> **DIRECTIONS**: Search the entries for lines that contain the word "covers", and report each one found.
--- PROVIDED RECORDS Enclosed Below ---
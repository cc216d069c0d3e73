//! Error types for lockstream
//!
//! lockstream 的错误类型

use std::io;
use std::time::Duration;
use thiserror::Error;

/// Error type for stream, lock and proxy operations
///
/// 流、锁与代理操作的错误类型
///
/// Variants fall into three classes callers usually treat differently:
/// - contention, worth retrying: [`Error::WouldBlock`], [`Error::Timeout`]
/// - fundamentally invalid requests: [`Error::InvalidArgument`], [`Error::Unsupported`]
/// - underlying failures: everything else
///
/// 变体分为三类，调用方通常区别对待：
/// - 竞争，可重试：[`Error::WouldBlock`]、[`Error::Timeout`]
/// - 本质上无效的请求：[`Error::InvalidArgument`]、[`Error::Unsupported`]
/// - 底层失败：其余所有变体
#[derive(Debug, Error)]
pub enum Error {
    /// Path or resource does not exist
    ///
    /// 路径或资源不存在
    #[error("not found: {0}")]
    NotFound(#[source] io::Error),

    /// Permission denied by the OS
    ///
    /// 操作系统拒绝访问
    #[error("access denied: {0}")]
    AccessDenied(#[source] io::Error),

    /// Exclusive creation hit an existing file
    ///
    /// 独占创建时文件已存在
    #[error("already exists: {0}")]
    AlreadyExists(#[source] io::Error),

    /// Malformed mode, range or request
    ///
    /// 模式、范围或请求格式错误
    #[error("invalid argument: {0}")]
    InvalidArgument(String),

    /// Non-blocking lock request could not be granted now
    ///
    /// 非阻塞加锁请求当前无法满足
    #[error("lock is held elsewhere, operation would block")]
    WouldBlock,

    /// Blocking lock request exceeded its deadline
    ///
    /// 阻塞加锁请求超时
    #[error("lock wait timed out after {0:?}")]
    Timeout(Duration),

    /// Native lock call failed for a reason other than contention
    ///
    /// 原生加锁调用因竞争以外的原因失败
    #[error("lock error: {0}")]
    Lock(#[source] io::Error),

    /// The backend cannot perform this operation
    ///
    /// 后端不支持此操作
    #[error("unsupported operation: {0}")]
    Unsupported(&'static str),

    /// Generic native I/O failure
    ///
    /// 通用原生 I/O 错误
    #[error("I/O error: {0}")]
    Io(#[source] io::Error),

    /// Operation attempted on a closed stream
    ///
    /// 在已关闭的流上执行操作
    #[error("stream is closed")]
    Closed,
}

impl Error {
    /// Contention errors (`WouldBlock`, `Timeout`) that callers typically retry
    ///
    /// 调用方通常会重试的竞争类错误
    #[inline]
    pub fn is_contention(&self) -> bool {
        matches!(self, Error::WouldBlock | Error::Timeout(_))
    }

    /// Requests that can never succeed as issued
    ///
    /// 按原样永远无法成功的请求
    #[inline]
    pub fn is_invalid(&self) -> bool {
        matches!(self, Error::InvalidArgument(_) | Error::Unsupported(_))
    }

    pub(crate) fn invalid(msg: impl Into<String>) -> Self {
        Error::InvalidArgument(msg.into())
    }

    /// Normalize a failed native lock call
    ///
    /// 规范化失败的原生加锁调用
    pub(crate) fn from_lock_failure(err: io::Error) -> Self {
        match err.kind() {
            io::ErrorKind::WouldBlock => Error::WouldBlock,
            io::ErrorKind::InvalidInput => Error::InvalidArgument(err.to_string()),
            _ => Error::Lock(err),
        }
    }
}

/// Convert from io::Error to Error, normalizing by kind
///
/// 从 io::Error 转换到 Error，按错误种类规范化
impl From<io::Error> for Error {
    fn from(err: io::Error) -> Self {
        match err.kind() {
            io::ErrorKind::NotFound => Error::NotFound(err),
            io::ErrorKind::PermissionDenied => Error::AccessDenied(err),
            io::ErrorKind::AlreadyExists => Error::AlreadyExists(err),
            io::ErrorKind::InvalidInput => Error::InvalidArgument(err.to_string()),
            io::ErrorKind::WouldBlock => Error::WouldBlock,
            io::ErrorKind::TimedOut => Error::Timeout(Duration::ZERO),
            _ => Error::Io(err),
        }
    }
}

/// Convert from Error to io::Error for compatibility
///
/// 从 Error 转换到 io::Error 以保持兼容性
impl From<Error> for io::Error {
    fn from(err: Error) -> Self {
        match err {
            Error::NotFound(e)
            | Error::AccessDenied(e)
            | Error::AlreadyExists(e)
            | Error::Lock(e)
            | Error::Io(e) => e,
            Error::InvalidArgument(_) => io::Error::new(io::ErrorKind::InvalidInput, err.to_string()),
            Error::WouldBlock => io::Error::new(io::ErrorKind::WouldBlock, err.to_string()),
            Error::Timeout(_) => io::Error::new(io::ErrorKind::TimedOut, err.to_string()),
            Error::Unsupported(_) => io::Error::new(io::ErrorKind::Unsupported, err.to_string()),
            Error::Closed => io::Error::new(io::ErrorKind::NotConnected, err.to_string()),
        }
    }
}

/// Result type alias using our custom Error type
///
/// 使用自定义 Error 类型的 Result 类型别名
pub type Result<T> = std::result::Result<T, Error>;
--- End of Enclosed PROVIDED RECORDS ---
--- PROVIDED RECORDS Enclosed Below ---
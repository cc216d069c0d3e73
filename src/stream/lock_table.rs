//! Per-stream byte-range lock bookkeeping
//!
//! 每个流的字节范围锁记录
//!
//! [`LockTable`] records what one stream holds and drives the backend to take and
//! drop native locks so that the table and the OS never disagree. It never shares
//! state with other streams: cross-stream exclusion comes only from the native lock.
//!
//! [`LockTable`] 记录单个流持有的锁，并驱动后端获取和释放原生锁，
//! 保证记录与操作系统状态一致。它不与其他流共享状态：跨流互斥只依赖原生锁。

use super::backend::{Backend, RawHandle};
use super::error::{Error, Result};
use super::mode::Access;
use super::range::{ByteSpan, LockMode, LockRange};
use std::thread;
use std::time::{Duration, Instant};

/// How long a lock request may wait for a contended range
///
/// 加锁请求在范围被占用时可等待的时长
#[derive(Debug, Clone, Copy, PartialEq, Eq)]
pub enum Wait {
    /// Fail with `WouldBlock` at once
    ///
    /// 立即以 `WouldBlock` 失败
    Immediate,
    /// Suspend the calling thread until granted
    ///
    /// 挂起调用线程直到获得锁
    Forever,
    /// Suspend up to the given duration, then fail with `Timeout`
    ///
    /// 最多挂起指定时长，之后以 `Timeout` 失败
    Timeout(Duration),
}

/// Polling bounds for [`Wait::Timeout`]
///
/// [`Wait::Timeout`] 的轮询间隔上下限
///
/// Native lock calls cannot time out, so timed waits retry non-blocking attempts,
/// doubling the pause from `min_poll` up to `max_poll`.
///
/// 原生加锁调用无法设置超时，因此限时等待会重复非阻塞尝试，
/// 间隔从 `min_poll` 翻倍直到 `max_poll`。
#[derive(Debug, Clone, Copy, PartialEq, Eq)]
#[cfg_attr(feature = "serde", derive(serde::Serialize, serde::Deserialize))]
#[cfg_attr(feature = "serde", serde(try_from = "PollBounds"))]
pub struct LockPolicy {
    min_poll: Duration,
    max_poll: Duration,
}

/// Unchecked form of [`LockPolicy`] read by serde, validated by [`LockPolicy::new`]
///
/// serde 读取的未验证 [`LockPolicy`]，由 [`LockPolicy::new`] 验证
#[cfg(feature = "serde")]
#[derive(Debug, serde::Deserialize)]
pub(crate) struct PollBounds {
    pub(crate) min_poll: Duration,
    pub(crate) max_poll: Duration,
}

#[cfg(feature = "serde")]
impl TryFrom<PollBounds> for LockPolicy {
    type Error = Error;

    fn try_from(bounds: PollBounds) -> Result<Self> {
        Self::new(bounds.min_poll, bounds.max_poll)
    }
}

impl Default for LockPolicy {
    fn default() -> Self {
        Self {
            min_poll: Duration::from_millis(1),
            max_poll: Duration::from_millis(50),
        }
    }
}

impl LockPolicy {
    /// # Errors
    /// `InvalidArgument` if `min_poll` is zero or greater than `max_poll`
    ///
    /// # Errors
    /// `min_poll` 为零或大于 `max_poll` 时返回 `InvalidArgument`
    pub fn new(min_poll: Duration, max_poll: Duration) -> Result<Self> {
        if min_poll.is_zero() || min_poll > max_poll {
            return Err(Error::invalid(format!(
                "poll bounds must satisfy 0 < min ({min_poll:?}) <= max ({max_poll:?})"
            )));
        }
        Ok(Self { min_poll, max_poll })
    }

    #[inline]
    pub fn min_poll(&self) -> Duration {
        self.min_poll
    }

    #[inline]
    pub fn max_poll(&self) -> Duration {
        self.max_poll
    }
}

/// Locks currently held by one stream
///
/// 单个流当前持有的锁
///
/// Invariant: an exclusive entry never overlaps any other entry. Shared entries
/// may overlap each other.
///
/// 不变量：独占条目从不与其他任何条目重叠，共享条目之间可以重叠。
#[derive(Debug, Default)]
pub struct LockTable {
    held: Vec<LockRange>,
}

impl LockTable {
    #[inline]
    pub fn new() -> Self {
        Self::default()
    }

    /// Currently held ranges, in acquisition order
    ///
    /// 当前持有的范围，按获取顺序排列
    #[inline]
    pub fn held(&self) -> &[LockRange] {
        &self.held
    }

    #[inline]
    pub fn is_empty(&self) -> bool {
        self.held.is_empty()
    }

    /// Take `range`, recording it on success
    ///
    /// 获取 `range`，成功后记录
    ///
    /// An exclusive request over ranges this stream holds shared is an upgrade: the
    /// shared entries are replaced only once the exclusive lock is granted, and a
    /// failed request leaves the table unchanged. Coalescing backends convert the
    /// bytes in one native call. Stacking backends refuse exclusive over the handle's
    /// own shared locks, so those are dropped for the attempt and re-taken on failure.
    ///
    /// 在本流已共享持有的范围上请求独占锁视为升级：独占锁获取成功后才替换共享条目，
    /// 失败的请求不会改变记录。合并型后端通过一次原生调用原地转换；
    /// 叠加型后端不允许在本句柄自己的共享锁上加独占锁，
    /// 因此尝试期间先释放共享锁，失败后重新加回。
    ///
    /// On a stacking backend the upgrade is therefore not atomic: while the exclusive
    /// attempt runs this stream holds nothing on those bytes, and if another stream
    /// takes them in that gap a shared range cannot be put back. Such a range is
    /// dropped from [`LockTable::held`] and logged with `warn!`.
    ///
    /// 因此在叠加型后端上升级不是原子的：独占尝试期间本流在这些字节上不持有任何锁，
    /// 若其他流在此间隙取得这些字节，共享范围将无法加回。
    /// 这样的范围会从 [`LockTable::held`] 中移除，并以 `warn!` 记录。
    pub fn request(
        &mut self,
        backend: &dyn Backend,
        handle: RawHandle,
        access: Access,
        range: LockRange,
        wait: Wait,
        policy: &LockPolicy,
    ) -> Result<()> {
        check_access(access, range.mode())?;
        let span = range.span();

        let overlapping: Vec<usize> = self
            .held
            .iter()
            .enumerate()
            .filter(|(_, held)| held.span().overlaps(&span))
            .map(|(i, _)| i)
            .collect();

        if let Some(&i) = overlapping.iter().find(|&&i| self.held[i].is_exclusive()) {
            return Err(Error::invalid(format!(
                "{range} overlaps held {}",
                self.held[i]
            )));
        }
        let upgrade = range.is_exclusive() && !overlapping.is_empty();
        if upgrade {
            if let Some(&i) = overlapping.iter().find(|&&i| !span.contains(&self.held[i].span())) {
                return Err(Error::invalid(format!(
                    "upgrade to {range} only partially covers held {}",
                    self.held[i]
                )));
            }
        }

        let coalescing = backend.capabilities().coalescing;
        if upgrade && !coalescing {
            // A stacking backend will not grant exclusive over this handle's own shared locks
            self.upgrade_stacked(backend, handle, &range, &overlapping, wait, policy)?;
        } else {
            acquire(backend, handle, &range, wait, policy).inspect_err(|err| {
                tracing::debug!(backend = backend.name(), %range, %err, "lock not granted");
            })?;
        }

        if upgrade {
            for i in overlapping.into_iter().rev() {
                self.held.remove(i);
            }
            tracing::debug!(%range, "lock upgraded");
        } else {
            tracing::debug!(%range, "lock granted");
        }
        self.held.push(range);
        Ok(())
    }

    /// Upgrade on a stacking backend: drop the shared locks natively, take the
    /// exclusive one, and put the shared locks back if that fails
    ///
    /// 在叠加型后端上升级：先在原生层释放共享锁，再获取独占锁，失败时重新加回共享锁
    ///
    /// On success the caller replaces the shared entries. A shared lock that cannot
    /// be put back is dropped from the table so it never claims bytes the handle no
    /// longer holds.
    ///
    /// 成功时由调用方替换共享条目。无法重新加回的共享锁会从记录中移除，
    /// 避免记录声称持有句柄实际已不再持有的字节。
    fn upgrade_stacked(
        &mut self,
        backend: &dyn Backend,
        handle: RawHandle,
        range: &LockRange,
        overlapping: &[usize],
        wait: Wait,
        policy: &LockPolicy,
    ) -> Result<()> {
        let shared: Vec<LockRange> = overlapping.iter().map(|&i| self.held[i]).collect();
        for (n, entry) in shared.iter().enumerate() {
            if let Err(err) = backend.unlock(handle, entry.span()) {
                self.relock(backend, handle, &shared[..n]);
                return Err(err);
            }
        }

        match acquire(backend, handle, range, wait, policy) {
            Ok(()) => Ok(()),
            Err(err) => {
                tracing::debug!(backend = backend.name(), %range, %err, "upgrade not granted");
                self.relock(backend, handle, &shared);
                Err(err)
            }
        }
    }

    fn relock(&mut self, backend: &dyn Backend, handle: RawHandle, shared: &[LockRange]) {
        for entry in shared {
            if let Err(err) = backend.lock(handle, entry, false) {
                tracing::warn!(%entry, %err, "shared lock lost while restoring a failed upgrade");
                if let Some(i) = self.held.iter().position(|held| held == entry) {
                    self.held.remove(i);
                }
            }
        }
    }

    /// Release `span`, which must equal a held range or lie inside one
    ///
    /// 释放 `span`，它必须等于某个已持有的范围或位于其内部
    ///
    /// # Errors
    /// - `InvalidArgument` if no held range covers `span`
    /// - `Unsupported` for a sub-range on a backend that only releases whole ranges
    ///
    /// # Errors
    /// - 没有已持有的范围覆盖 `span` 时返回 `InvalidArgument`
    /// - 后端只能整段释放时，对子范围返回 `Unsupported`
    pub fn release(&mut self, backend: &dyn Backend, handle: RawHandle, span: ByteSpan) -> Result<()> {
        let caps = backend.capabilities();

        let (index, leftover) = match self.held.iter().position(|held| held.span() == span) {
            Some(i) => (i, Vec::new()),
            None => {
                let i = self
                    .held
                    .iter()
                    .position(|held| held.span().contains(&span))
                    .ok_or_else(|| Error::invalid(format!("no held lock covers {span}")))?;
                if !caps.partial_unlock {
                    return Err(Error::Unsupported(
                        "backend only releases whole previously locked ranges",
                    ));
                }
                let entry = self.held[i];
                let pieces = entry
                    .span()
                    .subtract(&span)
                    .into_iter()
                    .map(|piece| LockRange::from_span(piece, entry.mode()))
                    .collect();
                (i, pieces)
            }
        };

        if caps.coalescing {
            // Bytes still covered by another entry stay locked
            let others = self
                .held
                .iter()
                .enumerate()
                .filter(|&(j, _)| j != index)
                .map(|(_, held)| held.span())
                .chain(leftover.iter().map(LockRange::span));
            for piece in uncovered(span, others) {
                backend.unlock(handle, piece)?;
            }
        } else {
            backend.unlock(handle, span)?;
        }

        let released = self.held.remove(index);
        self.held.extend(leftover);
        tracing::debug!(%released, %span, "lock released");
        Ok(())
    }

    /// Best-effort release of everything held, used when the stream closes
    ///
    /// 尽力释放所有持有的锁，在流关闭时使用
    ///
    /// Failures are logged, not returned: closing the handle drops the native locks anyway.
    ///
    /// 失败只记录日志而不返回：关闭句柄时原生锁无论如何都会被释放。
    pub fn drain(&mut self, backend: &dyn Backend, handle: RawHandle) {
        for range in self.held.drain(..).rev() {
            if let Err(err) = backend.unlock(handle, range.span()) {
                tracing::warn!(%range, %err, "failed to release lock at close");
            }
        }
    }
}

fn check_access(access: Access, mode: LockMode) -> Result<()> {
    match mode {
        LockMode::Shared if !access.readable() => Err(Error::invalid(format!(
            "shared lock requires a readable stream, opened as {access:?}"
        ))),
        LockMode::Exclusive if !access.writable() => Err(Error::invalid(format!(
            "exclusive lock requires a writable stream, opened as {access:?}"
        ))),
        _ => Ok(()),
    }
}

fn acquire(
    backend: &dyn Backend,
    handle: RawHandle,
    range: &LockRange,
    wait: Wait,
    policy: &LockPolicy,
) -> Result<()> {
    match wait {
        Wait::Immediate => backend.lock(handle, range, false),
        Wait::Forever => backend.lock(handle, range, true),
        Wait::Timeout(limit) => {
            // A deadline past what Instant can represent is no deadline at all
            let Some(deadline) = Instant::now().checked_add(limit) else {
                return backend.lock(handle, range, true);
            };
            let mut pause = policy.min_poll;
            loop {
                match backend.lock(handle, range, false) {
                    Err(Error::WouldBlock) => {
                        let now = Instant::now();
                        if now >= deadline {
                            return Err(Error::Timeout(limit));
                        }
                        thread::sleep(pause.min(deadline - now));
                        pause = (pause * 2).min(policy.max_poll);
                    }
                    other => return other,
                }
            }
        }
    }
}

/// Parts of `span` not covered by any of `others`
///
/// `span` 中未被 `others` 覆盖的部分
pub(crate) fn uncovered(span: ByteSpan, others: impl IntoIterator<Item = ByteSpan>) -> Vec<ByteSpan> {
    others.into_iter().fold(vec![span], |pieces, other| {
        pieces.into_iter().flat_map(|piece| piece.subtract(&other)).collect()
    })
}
--- End of Enclosed PROVIDED RECORDS ---
> **ANSWER SPACE**:
                    "upgrade to {range} only partially covers held {}",
    /// - `InvalidArgument` if no held range covers `span`
                    .ok_or_else(|| Error::invalid(format!("no held lock covers {span}")))?;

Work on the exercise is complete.